- _INSTRUCTIONS FOR THE TASK_: Say how many lines in the records contain the string "format", giving the number by itself.

-- Opening Marker --

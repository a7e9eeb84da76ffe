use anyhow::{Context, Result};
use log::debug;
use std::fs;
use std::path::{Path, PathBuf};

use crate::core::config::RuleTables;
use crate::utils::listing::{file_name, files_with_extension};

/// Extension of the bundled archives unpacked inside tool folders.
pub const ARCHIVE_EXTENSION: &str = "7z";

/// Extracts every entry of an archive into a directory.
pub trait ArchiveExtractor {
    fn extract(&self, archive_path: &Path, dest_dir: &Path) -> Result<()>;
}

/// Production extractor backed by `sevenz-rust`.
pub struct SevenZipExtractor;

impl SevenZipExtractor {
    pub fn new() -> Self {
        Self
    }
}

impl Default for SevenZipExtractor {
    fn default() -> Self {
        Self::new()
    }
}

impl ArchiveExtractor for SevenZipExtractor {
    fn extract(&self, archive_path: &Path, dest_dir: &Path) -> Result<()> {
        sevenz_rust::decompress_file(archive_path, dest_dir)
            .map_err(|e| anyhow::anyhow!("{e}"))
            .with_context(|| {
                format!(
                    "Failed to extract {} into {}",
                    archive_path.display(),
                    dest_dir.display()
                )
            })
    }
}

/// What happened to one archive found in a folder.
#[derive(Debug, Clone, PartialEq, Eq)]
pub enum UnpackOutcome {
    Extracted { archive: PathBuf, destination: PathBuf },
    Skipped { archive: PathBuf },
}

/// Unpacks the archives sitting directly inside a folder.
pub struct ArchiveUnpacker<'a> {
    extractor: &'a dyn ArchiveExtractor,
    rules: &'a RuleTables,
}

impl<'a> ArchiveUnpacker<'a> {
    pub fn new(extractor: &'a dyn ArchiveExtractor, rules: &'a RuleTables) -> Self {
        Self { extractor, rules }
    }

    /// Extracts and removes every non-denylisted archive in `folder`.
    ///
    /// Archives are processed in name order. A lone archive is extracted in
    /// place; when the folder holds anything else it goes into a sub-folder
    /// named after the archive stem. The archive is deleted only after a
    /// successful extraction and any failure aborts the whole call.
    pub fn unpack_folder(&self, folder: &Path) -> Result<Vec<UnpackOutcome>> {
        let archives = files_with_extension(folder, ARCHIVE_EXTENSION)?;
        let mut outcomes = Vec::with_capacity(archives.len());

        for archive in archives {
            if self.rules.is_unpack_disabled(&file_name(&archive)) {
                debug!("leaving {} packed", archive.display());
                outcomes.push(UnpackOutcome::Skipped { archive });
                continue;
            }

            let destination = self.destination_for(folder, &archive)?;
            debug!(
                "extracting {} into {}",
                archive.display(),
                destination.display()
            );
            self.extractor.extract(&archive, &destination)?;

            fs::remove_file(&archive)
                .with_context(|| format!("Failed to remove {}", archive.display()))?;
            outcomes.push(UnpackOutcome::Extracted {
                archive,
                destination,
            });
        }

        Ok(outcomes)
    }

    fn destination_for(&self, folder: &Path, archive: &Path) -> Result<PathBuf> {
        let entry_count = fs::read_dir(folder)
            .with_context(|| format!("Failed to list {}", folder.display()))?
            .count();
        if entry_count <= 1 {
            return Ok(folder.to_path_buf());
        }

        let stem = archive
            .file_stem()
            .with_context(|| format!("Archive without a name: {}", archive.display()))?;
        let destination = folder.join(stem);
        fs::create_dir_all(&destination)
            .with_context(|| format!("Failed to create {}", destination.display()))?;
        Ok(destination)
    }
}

-- Closing Marker --

- _SOLUTION TO THIS EXERCISE_: 5